Dataset records
↓↓↓

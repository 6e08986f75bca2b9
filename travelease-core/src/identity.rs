use async_trait::async_trait;
use serde::Deserialize;
use travelease_shared::{Masked, SessionId, SessionRecord};

use crate::{CoreError, CoreResult};

#[derive(Debug, Clone, Deserialize)]
pub struct Credentials {
    pub email: String,
    pub password: Masked<String>,
}

#[derive(Debug, Clone, Deserialize)]
pub struct Registration {
    pub name: String,
    pub email: String,
    pub password: Masked<String>,
}

#[async_trait]
pub trait IdentityProvider: Send + Sync {
    /// Resolve an existing account from its login credentials
    async fn sign_in(&self, credentials: &Credentials) -> CoreResult<SessionRecord>;

    /// Register a new account
    async fn sign_up(&self, registration: &Registration) -> CoreResult<SessionRecord>;
}

/// Accepts any non-empty email. Passwords are not checked.
pub struct MockIdentityProvider;

#[async_trait]
impl IdentityProvider for MockIdentityProvider {
    async fn sign_in(&self, credentials: &Credentials) -> CoreResult<SessionRecord> {
        let email = credentials.email.trim();
        if email.is_empty() {
            return Err(CoreError::ValidationError("Email is required".to_string()));
        }

        tracing::info!("Mock sign-in for {}", email);

        Ok(SessionRecord::new(
            SessionId::for_email(email),
            email,
            SessionRecord::default_name(email),
        ))
    }

    async fn sign_up(&self, registration: &Registration) -> CoreResult<SessionRecord> {
        let email = registration.email.trim();
        let name = registration.name.trim();
        if email.is_empty() {
            return Err(CoreError::ValidationError("Email is required".to_string()));
        }
        if name.is_empty() {
            return Err(CoreError::ValidationError("Name is required".to_string()));
        }

        tracing::info!("Mock sign-up for {}", email);

        Ok(SessionRecord::new(SessionId::fresh(), email, name))
    }
}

↑↑↑

Work to complete
The lines above from the one with "its login credentials" through the one with "are not checked." are to be duplicated exactly, ends included, with nothing added.

Exercise solution
    /// Resolve an existing account from its login credentials
    async fn sign_in(&self, credentials: &Credentials) -> CoreResult<SessionRecord>;

    /// Register a new account
    async fn sign_up(&self, registration: &Registration) -> CoreResult<SessionRecord>;
}

/// Accepts any non-empty email. Passwords are not checked.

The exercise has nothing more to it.